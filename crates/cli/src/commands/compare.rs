use clap::ValueEnum;
use rust_decimal::Decimal;
use serde::Serialize;

use crate::commands::{load_config, runtime, CommandResult};
use partsdesk_core::analytics::{sales_stats_by_product, SalesStats};
use partsdesk_core::catalog::{apply_filters, CatalogFilter, ComparisonSelection, SortOrder};
use partsdesk_core::config::LoadOptions;
use partsdesk_core::domain::product::{Product, ProductId};
use partsdesk_core::errors::ApplicationError;
use partsdesk_core::scoring::{
    comparison_highlights, score_selection, ComparisonHighlights, ScoreBand, ScoringStrategy,
};
use partsdesk_db::{open_store, ProductRepository, SaleRepository};

#[derive(Clone, Copy, Debug, PartialEq, Eq, ValueEnum)]
pub enum StrategyKind {
    Standout,
    Compatibility,
}

#[derive(Clone, Debug)]
pub struct CompareArgs {
    pub ids: Vec<u64>,
    pub strategy: StrategyKind,
    pub search: Option<String>,
    pub sort: SortOrder,
}

#[derive(Debug, Serialize)]
struct ComparedProduct {
    id: ProductId,
    name: String,
    brand: String,
    category: String,
    #[serde(serialize_with = "rust_decimal::serde::float::serialize")]
    price: Decimal,
    quantity: u32,
    score: u8,
    band: ScoreBand,
    sales: SalesStats,
}

#[derive(Debug, Serialize)]
struct ComparisonOutput {
    strategy: ScoringStrategy,
    products: Vec<ComparedProduct>,
    highlights: ComparisonHighlights,
}

pub fn run(options: &LoadOptions, args: CompareArgs) -> CommandResult {
    let config = match load_config("compare", options) {
        Ok(config) => config,
        Err(failure) => return failure,
    };

    let selection = match ComparisonSelection::from_ids(
        args.ids.iter().copied().map(ProductId),
        config.comparison.max_selection,
    ) {
        Ok(selection) => selection,
        Err(error) => {
            return CommandResult::from_application_error("compare", error.into());
        }
    };

    let strategy = match args.strategy {
        StrategyKind::Standout => ScoringStrategy::Standout,
        StrategyKind::Compatibility => ScoringStrategy::Compatibility {
            search_term: args.search.clone().unwrap_or_default(),
            sort: args.sort,
        },
    };

    let runtime = match runtime("compare") {
        Ok(runtime) => runtime,
        Err(failure) => return failure,
    };

    let result = runtime.block_on(async {
        let store = open_store(&config)?;
        let products = store.list_products().await?;
        let sales = store.list_sales().await?;

        let selected = selection.resolve(&products)?;
        let filter = CatalogFilter { search: args.search.clone(), ..CatalogFilter::default() };
        let shown: Vec<Product> = apply_filters(&products, &filter).into_iter().cloned().collect();

        let scores = score_selection(&strategy, &selected, &shown, &sales);
        let highlights = comparison_highlights(&selected, &sales, &scores);
        let stats = sales_stats_by_product(&sales);
        let compared = selected
            .iter()
            .zip(&scores)
            .map(|(product, score)| ComparedProduct {
                id: product.id,
                name: product.name.clone(),
                brand: product.brand.clone(),
                category: product.category.clone(),
                price: product.price,
                quantity: product.quantity,
                score: score.score,
                band: score.band,
                sales: stats.get(&product.id).cloned().unwrap_or_default(),
            })
            .collect();

        Ok::<_, ApplicationError>(ComparisonOutput {
            strategy: strategy.clone(),
            products: compared,
            highlights,
        })
    });

    match result {
        Ok(output) => CommandResult::success_with_data(
            "compare",
            format!("compared {} products", output.products.len()),
            &output,
        ),
        Err(error) => CommandResult::from_application_error("compare", error),
    }
}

────────────────────

» What is required:
Using the entries shown above, reproduce verbatim the lines from the line bearing "let selection = match" to the line bearing "score_selection(&strategy, &selected, &shown, &sales);", inclusive.

» Answer space:
    let selection = match ComparisonSelection::from_ids(
        args.ids.iter().copied().map(ProductId),
        config.comparison.max_selection,
    ) {
        Ok(selection) => selection,
        Err(error) => {
            return CommandResult::from_application_error("compare", error.into());
        }
    };

    let strategy = match args.strategy {
        StrategyKind::Standout => ScoringStrategy::Standout,
        StrategyKind::Compatibility => ScoringStrategy::Compatibility {
            search_term: args.search.clone().unwrap_or_default(),
            sort: args.sort,
        },
    };

    let runtime = match runtime("compare") {
        Ok(runtime) => runtime,
        Err(failure) => return failure,
    };

    let result = runtime.block_on(async {
        let store = open_store(&config)?;
        let products = store.list_products().await?;
        let sales = store.list_sales().await?;

        let selected = selection.resolve(&products)?;
        let filter = CatalogFilter { search: args.search.clone(), ..CatalogFilter::default() };
        let shown: Vec<Product> = apply_filters(&products, &filter).into_iter().cloned().collect();

        let scores = score_selection(&strategy, &selected, &shown, &sales);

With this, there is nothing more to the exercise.